The recent discovery of 215 children’s remains at the Indigenous residential school in British Columbia is just too horrible to grasp. The victims were as young as 3 years old. For 100 years, Indigenous (aka Aboriginal Canadians or First Peoples) children were separated from their families and given to the care of about 130 residential schools across Canada. The purpose of which was for them to assimilate into the society. For years there have been stories of abuse in these residential schools that has prompted the Canadian government to issue an apology to the Indigenous community and provide compensation to the victims’ families. The separation of these children from their families have also resulted to further social issues and discrimination that are still prevalent today. This is indeed a dark chapter of the country’s history.
On a massive scale, we have seen historical events of annihilation of a race or a group of people. One that comes to mind would be the attempt to wipe out European Jews during the Holocaust. This resulted to the death of six million Jews. We also have what we know as Rohingya killings in Myanmar. This is the ongoing persecution of the Myanmar military to the Muslim Rohingya people. Until now, Rohingya people are still displaced and their constant abuse is an open investigation at the international criminal courts. We have other events of genocide in Bosnia, Rwanda and Cambodia with deaths reaching to millions.
What is genocide? In Wikipedia, it is defined as “the deliberate and systematic destruction, in whole or in part, of an ethnic, racial, religious or national group.” How did it come to such magnitude? How can one group decide they are more superior than another race? This is an evidence of the corrupt side of humanity. From the time Cain murdered Abel as the first recorded crime until the present time, we see acts of crime because of hate, prejudice, pride, and entitlement. Just as one man can bring healing to the world, so can one man start an evil ideology that would snowball into huge scale murders and abuse.
We can say in our hearts … oh I am not bad; I have never been part of all these atrocious events, and I have never committed any form of murder. But wait… in 1 John 3:15 it says, “Anyone who hates a brother or sister is a murderer, and you know that no murderer has eternal life residing in him.” Whoa! What a message, I had to read it over multiple times. This means, I commit murder in my heart daily. I have my own biases. I frown upon people who are different from me or do not see things the way I do, more so those that have hurt me. I play in my head how I can get back at them. I participate in gossip and speculations. At work, I would have hurt people already in my mind for those that test my patience for the lack of accountability and sense of responsibility. I have preferential treatment among relatives, friends, and acquaintances. The list can go on. What wretched heart I have!

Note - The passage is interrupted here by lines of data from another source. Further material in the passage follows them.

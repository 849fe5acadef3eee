//! Linked-account CRUD operations.
//!
//! Provides database operations for account rows, including the two hot
//! paths of the sync core: cursor advancement and token rotation. Both are
//! single-row, single-statement updates so they stay safe under concurrent
//! pollers and workers.

use chrono::{DateTime, Utc};
use rusqlite::{params, OptionalExtension, Row};

use crate::domain::{AccountKey, HistoryCursor, LinkedAccount, UserId};
use crate::storage::database::{Database, Result};

/// Inserts a new linked account.
pub async fn insert(db: &Database, account: &LinkedAccount) -> Result<()> {
    let account = account.clone();

    db.with_conn(move |conn| {
        let now = Utc::now().to_rfc3339();
        conn.execute(
            r#"
            INSERT INTO accounts (
                provider, external_account_id, user_id, email_address,
                access_token, refresh_token, history_cursor, last_polled_at,
                needs_reauth, created_at, updated_at
            ) VALUES (?1, ?2, ?3, ?4, ?5, ?6, ?7, ?8, ?9, ?10, ?11)
            "#,
            params![
                account.key.provider,
                account.key.external_account_id,
                account.user_id.0,
                account.email_address,
                account.access_token,
                account.refresh_token,
                account.history_cursor.as_ref().map(|c| &c.0),
                account.last_polled_at.map(|t| t.to_rfc3339()),
                account.needs_reauth as i32,
                now,
                now,
            ],
        )?;
        Ok(())
    })
    .await
}

/// Retrieves an account by its composite key.
pub async fn get(db: &Database, key: &AccountKey) -> Result<Option<LinkedAccount>> {
    let key = key.clone();

    db.with_conn(move |conn| {
        let mut stmt = conn.prepare(&format!("{SELECT_ACCOUNT} WHERE provider = ?1 AND external_account_id = ?2"))?;
        let result = stmt
            .query_row([&key.provider, &key.external_account_id], row_to_account)
            .optional()?;
        Ok(result)
    })
    .await
}

/// Retrieves all accounts eligible for polling: a non-null cursor and a
/// grant that has not been revoked.
pub async fn eligible(db: &Database) -> Result<Vec<LinkedAccount>> {
    db.with_conn(|conn| {
        let mut stmt = conn.prepare(&format!(
            "{SELECT_ACCOUNT} WHERE history_cursor IS NOT NULL AND needs_reauth = 0
             ORDER BY provider, external_account_id"
        ))?;
        let rows = stmt.query_map([], row_to_account)?;
        Ok(rows.collect::<std::result::Result<Vec<_>, _>>()?)
    })
    .await
}

/// Retrieves one user's eligible accounts.
pub async fn eligible_for_user(db: &Database, user_id: &UserId) -> Result<Vec<LinkedAccount>> {
    let user_id = user_id.clone();

    db.with_conn(move |conn| {
        let mut stmt = conn.prepare(&format!(
            "{SELECT_ACCOUNT} WHERE user_id = ?1 AND history_cursor IS NOT NULL AND needs_reauth = 0
             ORDER BY provider, external_account_id"
        ))?;
        let rows = stmt.query_map([&user_id.0], row_to_account)?;
        Ok(rows.collect::<std::result::Result<Vec<_>, _>>()?)
    })
    .await
}

/// Advances the account's history cursor and stamps the poll time.
///
/// Called only after every message id in the polled batch has been
/// enqueued, so the cursor can never skip past undiscovered work.
pub async fn advance_cursor(db: &Database, key: &AccountKey, cursor: &HistoryCursor) -> Result<()> {
    let key = key.clone();
    let cursor = cursor.clone();

    db.with_conn(move |conn| {
        let now = Utc::now().to_rfc3339();
        conn.execute(
            "UPDATE accounts
             SET history_cursor = ?1, last_polled_at = ?2, updated_at = ?2
             WHERE provider = ?3 AND external_account_id = ?4",
            params![cursor.0, now, key.provider, key.external_account_id],
        )?;
        Ok(())
    })
    .await
}

/// Flags or clears the needs-reauthorization marker.
pub async fn set_needs_reauth(db: &Database, key: &AccountKey, needs_reauth: bool) -> Result<()> {
    let key = key.clone();

    db.with_conn(move |conn| {
        let now = Utc::now().to_rfc3339();
        conn.execute(
            "UPDATE accounts SET needs_reauth = ?1, updated_at = ?2
             WHERE provider = ?3 AND external_account_id = ?4",
            params![
                needs_reauth as i32,
                now,
                key.provider,
                key.external_account_id
            ],
        )?;
        Ok(())
    })
    .await
}

/// Replaces the stored token ciphertexts.
///
/// When `refresh_token` is `None` the previously stored refresh token is
/// preserved; a rotation must never erase a still-valid refresh grant.
/// Returns whether an account row was updated.
pub async fn rotate_tokens(
    db: &Database,
    key: &AccountKey,
    access_token: &str,
    refresh_token: Option<&str>,
) -> Result<bool> {
    let key = key.clone();
    let access_token = access_token.to_string();
    let refresh_token = refresh_token.map(|t| t.to_string());

    db.with_conn(move |conn| {
        let now = Utc::now().to_rfc3339();
        let changed = conn.execute(
            "UPDATE accounts
             SET access_token = ?1,
                 refresh_token = COALESCE(?2, refresh_token),
                 updated_at = ?3
             WHERE provider = ?4 AND external_account_id = ?5",
            params![
                access_token,
                refresh_token,
                now,
                key.provider,
                key.external_account_id
            ],
        )?;
        Ok(changed > 0)
    })
    .await
}

/// Reads the stored token ciphertexts for an account.
pub async fn token_ciphertexts(
    db: &Database,
    key: &AccountKey,
) -> Result<Option<(String, Option<String>)>> {
    let key = key.clone();

    db.with_conn(move |conn| {
        let result = conn
            .query_row(
                "SELECT access_token, refresh_token FROM accounts
                 WHERE provider = ?1 AND external_account_id = ?2",
                [&key.provider, &key.external_account_id],
                |row| Ok((row.get(0)?, row.get(1)?)),
            )
            .optional()?;
        Ok(result)
    })
    .await
}

/// Deletes an account and all of its processed messages.
pub async fn delete(db: &Database, key: &AccountKey) -> Result<()> {
    let key = key.clone();

    db.transaction(move |tx| {
        tx.execute(
            "DELETE FROM messages WHERE provider = ?1 AND external_account_id = ?2",
            [&key.provider, &key.external_account_id],
        )?;
        tx.execute(
            "DELETE FROM accounts WHERE provider = ?1 AND external_account_id = ?2",
            [&key.provider, &key.external_account_id],
        )?;
        Ok(())
    })
    .await
}

/// Counts linked accounts.
pub async fn count(db: &Database) -> Result<u32> {
    db.with_conn(|conn| {
        let count: u32 = conn.query_row("SELECT COUNT(*) FROM accounts", [], |row| row.get(0))?;
        Ok(count)
    })
    .await
}

const SELECT_ACCOUNT: &str = r#"
    SELECT provider, external_account_id, user_id, email_address,
           access_token, refresh_token, history_cursor, last_polled_at, needs_reauth
    FROM accounts
"#;

fn row_to_account(row: &Row<'_>) -> std::result::Result<LinkedAccount, rusqlite::Error> {
    let last_polled_at: Option<String> = row.get(7)?;
    let last_polled_at = last_polled_at
        .as_deref()
        .and_then(|t| DateTime::parse_from_rfc3339(t).ok())
        .map(|t| t.with_timezone(&Utc));

    Ok(LinkedAccount {
        key: AccountKey {
            provider: row.get(0)?,
            external_account_id: row.get(1)?,
        },
        user_id: UserId(row.get(2)?),
        email_address: row.get(3)?,
        access_token: row.get(4)?,
        refresh_token: row.get(5)?,
        history_cursor: row.get::<_, Option<String>>(6)?.map(HistoryCursor),
        last_polled_at,
        needs_reauth: row.get::<_, i32>(8)? != 0,
    })
}
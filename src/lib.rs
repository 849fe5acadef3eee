//! sift - incremental mailbox sync and AI triage engine
//!
//! This crate continuously ingests new email arriving in linked Gmail
//! mailboxes, classifies and summarizes each message with an AI model, and
//! archives it in the remote inbox. Discovery is cursor-based and
//! per-account; processing flows through a durable, retrying job queue with
//! idempotent handlers, so nothing is lost across restarts or transient
//! provider failures.

pub mod config;
pub mod domain;
pub mod providers;
pub mod queue;
pub mod services;
pub mod storage;
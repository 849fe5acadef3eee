//! User-defined triage categories.

use serde::{Deserialize, Serialize};

use super::{CategoryId, UserId};

/// A category a user has defined for incoming mail.
///
/// The name and description are sent verbatim to the classification model,
/// so they double as the prompt-side definition of the category.
#[derive(Debug, Clone, PartialEq, Serialize, Deserialize)]
pub struct Category {
    /// Unique identifier.
    pub id: CategoryId,
    /// Owning user.
    pub user_id: UserId,
    /// Short display name, e.g. "Newsletters".
    pub name: String,
    /// Free-form description of what belongs in this category.
    pub description: String,
}

#[cfg(test)]
mod tests {
    use super::*;

    #[test]
    fn category_round_trips_through_json() {
        let category = Category {
            id: CategoryId::from("cat-1"),
            user_id: UserId::from("user-1"),
            name: "Receipts".to_string(),
            description: "Order confirmations and invoices".to_string(),
        };

        let json = serde_json::to_string(&category).unwrap();
        let back: Category = serde_json::from_str(&json).unwrap();
        assert_eq!(back, category);
    }
}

Individually, we are never exempt from our corrupt nature. We can never say we are good because I did this and that. Whatever good I do; it can never separate me from my sinful nature … until I met Jesus Christ. God knows that there is a great divide between us and Him because of sin and our fallen nature. During the old times, before one can bring his/her petition or be clean before God, there were animal blood sacrifices. God in His great love for His creation, sent His only Son to earth to be the ultimate blood sacrifice that covers all our sins. Jesus’ death on the cross paid all my past, present and future sins. All I did was believe in Him that He is the only way to reconciliation with the Heavenly Father and to everlasting life. What an amazing act of grace and mercy! Being forgiven from my wretched nature, who am I not to exhibit the same grace and mercy to those that have wronged me?
I am a work in progress. Daily, there is a struggle to fight against my human nature. I thank Jesus because He has not given up on me. I thank Him because we are partners in this now. I post in my wall, in front of my desk two verses. Proverbs 4:23 “Above all else, guard your heart, for everything you do flows from it.” Another verse is Philippians 4:9, “Finally, brothers and sister, whatever is true, whatever is noble, whatever is right, whatever is pure, whatever is lovely, whatever is admirable – if anything is excellent and praiseworthy – think about such things.”
I cannot change the past. I cannot take back the harmful actions I’ve done, the hurtful words I have spoken, the destructive thoughts against people that festered as poison in my mind and heart. All this as part of my own immaturity, lack of understanding and above all, sinful nature. The good news is there's hope for a change of heart, a change of mind, widening of understanding and a path to righteousness. This is made possible not through my own strength since by myself I would never be able to get rid of my own biases and negative attitudes. This is only through the daily work of Jesus in my life that I can guard my heart and rid my mind of wrong judgment on other people. I am a person pardoned with UNDESERVING forgiveness, grace, and mercy. May God grant me the grace to extend the same to others.